EXERCISE GOAL
The required output consists solely of the lines from the top of the listing through the line containing "fn into_response(self) ->", transcribed exactly.

DATA FOR THE TASK
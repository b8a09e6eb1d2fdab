//! Error handling

use axum::{
    http::StatusCode,
    response::{IntoResponse, Response},
    Json,
};
use serde_json::json;

use crate::logic::PipelineError;

pub type AppResult<T> = Result<T, AppError>;

#[derive(Debug)]
pub enum AppError {
    // Client-correctable errors
    MissingColumn(String),
    ValidationError(String),
    NotFound(String),

    // Degraded-service errors
    ModelUnavailable(String),

    // Generic errors
    InternalError(String),
}

impl IntoResponse for AppError {
    fn into_response(self) -> Response {
        let (status, error_message) = match &self {
            AppError::MissingColumn(column) => (
                StatusCode::BAD_REQUEST,
                format!("Missing required input column for prediction: '{column}'"),
            ),
            AppError::ValidationError(msg) => (StatusCode::BAD_REQUEST, msg.clone()),
            AppError::NotFound(msg) => (StatusCode::NOT_FOUND, msg.clone()),
            AppError::ModelUnavailable(msg) => {
                tracing::warn!("model unavailable: {}", msg);
                (StatusCode::SERVICE_UNAVAILABLE, msg.clone())
            }
            AppError::InternalError(msg) => {
                tracing::error!("Internal error: {}", msg);
                (StatusCode::INTERNAL_SERVER_ERROR, "Internal server error".to_string())
            }
        };

        let body = Json(json!({
            "error": error_message,
            "status": status.as_u16()
        }));

        (status, body).into_response()
    }
}

impl From<PipelineError> for AppError {
    fn from(err: PipelineError) -> Self {
        match err {
            PipelineError::MissingColumn(column) => AppError::MissingColumn(column),
            other => AppError::InternalError(other.to_string()),
        }
    }
}

#[cfg(test)]
mod tests {
    use super::*;

    #[test]
    fn test_missing_column_maps_to_client_error() {
        let err = AppError::from(PipelineError::MissingColumn("Arrears_Ratio".to_string()));
        assert!(matches!(err, AppError::MissingColumn(ref c) if c == "Arrears_Ratio"));
    }

    #[test]
    fn test_other_pipeline_errors_map_to_internal() {
        let err = AppError::from(PipelineError::ShapeMismatch { expected: 26, got: 3 });
        assert!(matches!(err, AppError::InternalError(_)));

        let err = AppError::from(PipelineError::EmptyEnsemble);
        assert!(matches!(err, AppError::InternalError(_)));
    }
}
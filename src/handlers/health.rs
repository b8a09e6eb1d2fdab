//! Health check handler

use axum::{extract::State, Json};
use serde::Serialize;

use crate::AppState;

#[derive(Serialize)]
pub struct ModelsLoaded {
    default_risk: usize,
    impairment: bool,
    ecl: bool,
    branch: bool,
}

#[derive(Serialize)]
pub struct HealthResponse {
    status: &'static str,
    version: &'static str,
    timestamp: i64,
    models_loaded: ModelsLoaded,
}

/// Liveness probe with per-service model availability.
pub async fn check(State(state): State<AppState>) -> Json<HealthResponse> {
    let registry = &state.registry;
    Json(HealthResponse {
        status: "healthy",
        version: env!("CARGO_PKG_VERSION"),
        timestamp: chrono::Utc::now().timestamp(),
        models_loaded: ModelsLoaded {
            default_risk: registry.default_risk_loaded(),
            impairment: registry.impairment_model().is_some(),
            ecl: registry.ecl_model().is_some(),
            branch: registry.branch_package().is_some(),
        },
    })
}

#[cfg(test)]
mod tests {
    use super::*;
    use crate::config::Config;
    use crate::logic::model::ModelRegistry;
    use std::sync::Arc;

    fn empty_state() -> AppState {
        AppState {
            registry: Arc::new(ModelRegistry::default()),
            config: Config {
                port: 8080,
                model_dir: "models".into(),
                environment: "test".to_string(),
            },
        }
    }

    #[tokio::test]
    async fn test_health_reports_model_availability() {
        let Json(response) = check(State(empty_state())).await;
        let body = serde_json::to_value(&response).unwrap();

        assert_eq!(body["status"], "healthy");
        assert_eq!(body["version"], env!("CARGO_PKG_VERSION"));
        assert_eq!(body["models_loaded"]["default_risk"], 0);
        assert_eq!(body["models_loaded"]["impairment"], false);
        assert_eq!(body["models_loaded"]["ecl"], false);
        assert_eq!(body["models_loaded"]["branch"], false);
    }
}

RESPONSE
repository b8a09e6eb1d2fdab
//! Error handling

use axum::{
    http::StatusCode,
    response::{IntoResponse, Response},
    Json,
};
use serde_json::json;

use crate::logic::PipelineError;

pub type AppResult<T> = Result<T, AppError>;

#[derive(Debug)]
pub enum AppError {
    // Client-correctable errors
    MissingColumn(String),
    ValidationError(String),
    NotFound(String),

    // Degraded-service errors
    ModelUnavailable(String),

    // Generic errors
    InternalError(String),
}

impl IntoResponse for AppError {
    fn into_response(self) -> Response {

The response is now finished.